I think she, in a sense, she is.
She is in a real, very real sense.
Nina, when I reread this a couple of weeks ago, I had that wonderful and horrible feeling of thinking,
wait, I haven't changed at all.
This still makes me feel slightly like someone's laughing
at me, looking over my shoulder and laughing at me,
which of course is not what I think
Sue's terribly compassionate. It's just, it's so good.
And so accurate an observation of all this stuff,
that it's a slightly queasy experience for me.
But anyway, why don't we hear a little bit from Sue herself,
Why don't we hear a little bit from Sue herself, her husband Colin Broadway, her editor at Methuen, Geoffrey Strachan, and the aforementioned John Tideman as they discuss those very early
steps of Nigel Mole.
Oh no, we never thought it was going to be a hit, we thought it would be a good book.
She was shy and amazed at the success of the first Adrian Moe book in particular.
I thought it would be a one-off.
Our first print run was very modest, it's a few thousand copies I think,
and she was very worried about that.
I was astonished when it started to sell.
Sue never really believed that anybody would want to publish it or anybody would want to read it,
and when she found that they were going to print 10,000
copies she thought well they'd sell Catler-Brandon and then it'd be pulp the rest. I remember your
having said oh dear the first print is 7,000 books and they're never going to sell them well of course
they sold like hotcakes and it went into first edition second edition I mean you couldn't buy
the books they couldn't print them fast enough. So the reason I want to listen to that
is because of the P word.
Yes, the phenomenon.
Phenomenal success.
You described it to us half an hour ago as a phenomenon.
I wonder if you could remind people
of the nature of that phenomenon
and quite how massive these books were in the early 90s.
Yeah, well, I mean, I was sort of forced to read it because I'd never known a book that
everybody was reading.
You know, everybody, my whole family, all my friends, and it was just coming at me.
And what was interesting, I remember I was thinking about it the other day
and I was thinking it sort of behaved more like a TV show in that people talked about it, didn't they?

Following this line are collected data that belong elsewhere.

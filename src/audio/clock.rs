// Audio clock abstraction - the precise playback clock and the coarse wall clock
//
// The scheduler reads two clocks:
// - the audio clock (seconds, sub-millisecond resolution) on which tones are committed
// - the wall clock (milliseconds) driving the polling timer and UI timestamps

use crate::error::DeviceError;
use std::rc::Rc;
use std::thread;
use std::time::{Duration, Instant};

/// Run state of an audio device
#[derive(Debug, Clone, Copy, PartialEq, Eq)]
pub enum DeviceState {
    /// Clock advances and committed tones sound
    Running,
    /// Clock frozen (e.g. created before any user interaction, or throttled by the host)
    Suspended,
    /// Device torn down, cannot be resumed
    Closed,
}

/// A tone committed to the audio clock
#[derive(Debug, Clone, Copy, PartialEq)]
pub struct Tone {
    pub frequency_hz: f32,
    /// Linear gain in [0, 1]
    pub gain: f32,
    /// Audio clock time (seconds) at which the tone starts
    pub start_time: f64,
    /// Length in seconds
    pub duration: f64,
}

impl Tone {
    pub fn new(frequency_hz: f32, gain: f32, start_time: f64, duration: f64) -> Self {
        Self {
            frequency_hz,
            gain: gain.clamp(0.0, 1.0),
            start_time,
            duration: duration.max(0.0),
        }
    }

    /// Audio clock time at which the tone stops
    pub fn end_time(&self) -> f64 {
        self.start_time + self.duration
    }
}

/// High-resolution playback clock plus tone output
///
/// Owned by the runtime environment. Schedulers only read the clock and
/// commit tones; a commit cannot be revoked once made.
pub trait AudioDevice {
    /// Current audio clock time in seconds
    fn now(&self) -> f64;

    fn state(&self) -> DeviceState;

    /// Resume a suspended device. No-op when already running.
    fn resume(&self) -> Result<(), DeviceError>;

    /// Commit a tone to start at `tone.start_time` on the audio clock
    fn schedule_tone(&self, tone: Tone) -> Result<(), DeviceError>;
}

/// Coarse host clock used for polling and UI synchronisation
pub trait WallClock {
    /// Milliseconds since an arbitrary origin
    fn now_ms(&self) -> f64;

    /// Block the host loop until `deadline_ms`. Only the event loop calls this.
    fn sleep_until_ms(&self, deadline_ms: f64);
}

/// Wall clock backed by `Instant`
#[derive(Debug, Clone)]
pub struct SystemWallClock {
    origin: Instant,
}

impl SystemWallClock {
    pub fn new() -> Self {
        Self {
            origin: Instant::now(),
        }
    }
}

impl Default for SystemWallClock {
    fn default() -> Self {
        Self::new()
    }
}

impl WallClock for SystemWallClock {
    fn now_ms(&self) -> f64 {
        self.origin.elapsed().as_secs_f64() * 1000.0
    }

    fn sleep_until_ms(&self, deadline_ms: f64) {
        let remaining = deadline_ms - self.now_ms();
        if remaining > 0.0 {
            thread::sleep(Duration::from_secs_f64(remaining / 1000.0));
        }
    }
}

/// Handles to the clocks a scheduler component runs against
#[derive(Clone)]
pub struct PlaybackContext {
    pub device: Rc<dyn AudioDevice>,
    pub wall: Rc<dyn WallClock>,
}

impl PlaybackContext {
    pub fn new(device: Rc<dyn AudioDevice>, wall: Rc<dyn WallClock>) -> Self {
        Self { device, wall }
    }

    /// Make sure the audio clock advances before a session starts
    ///
    /// A device that stays suspended would freeze the session forever, so a
    /// failed resume aborts the session instead.
    pub fn ensure_running(&self) -> Result<(), DeviceError> {
        match self.device.state() {
            DeviceState::Running => Ok(()),
            DeviceState::Suspended => {
                self.device.resume()?;
                match self.device.state() {
                    DeviceState::Running => Ok(()),
                    state => Err(DeviceError::ResumeFailed(format!(
                        "device still {:?} after resume",
                        state
                    ))),
                }
            }
            DeviceState::Closed => Err(DeviceError::ResumeFailed("device is closed".to_string())),
        }
    }

    /// Approximate wall-clock time (ms) at which an audio clock time will be heard
    pub fn wall_time_for(&self, audio_time: f64) -> f64 {
        let until = audio_time - self.device.now();
        self.wall.now_ms() + until * 1000.0
    }
}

John will remember this, you were probably too young, but people were talking about it and you'd
see people reading it, so you'd see it on the tube and the bus and stuff. And you'd hear people laughing.
And that's kind of the highest bar, isn't it? The laugh out loud. I think the books we most want to
share are books that make us laugh out loud. They're the ones that people most want to talk
about because it's like you're telling somebody a joke and you're being funny yourself.
It seemed to me it lived somewhere in the same place
as Fungus the Bogeyman,
which is there was a kind of naughtiness about it
when it was first published.
A kind of, oh, she's talking about adolescent things
in a direct, relatively non-coy way.
Just as Fungus the bogeyman talks about all sorts of horrible stuff in a
non-coy way and plays it for laughs but plays it for truth at the same time or mingles the two
together. I think a key thing that I remember being different about it because obviously
Hitchhiker was around in my life at the same time is just the sheer range of the readership.
It wasn't a cult book that was just me and my mates loving. And it was like, as Nina said,
it was everybody from being discussed on television, grandmothers giving it to their
grandkids for Christmas. I mean, there have been cult hits since that maybe,
I don't know, Dan Brown, you remember that one, Andy?
I am familiar with him.
50 Shades of Grey, where everybody goes mad for a while
and everybody feels like, like Nina says,
you kind of have to read it
because you have to have an opinion about it.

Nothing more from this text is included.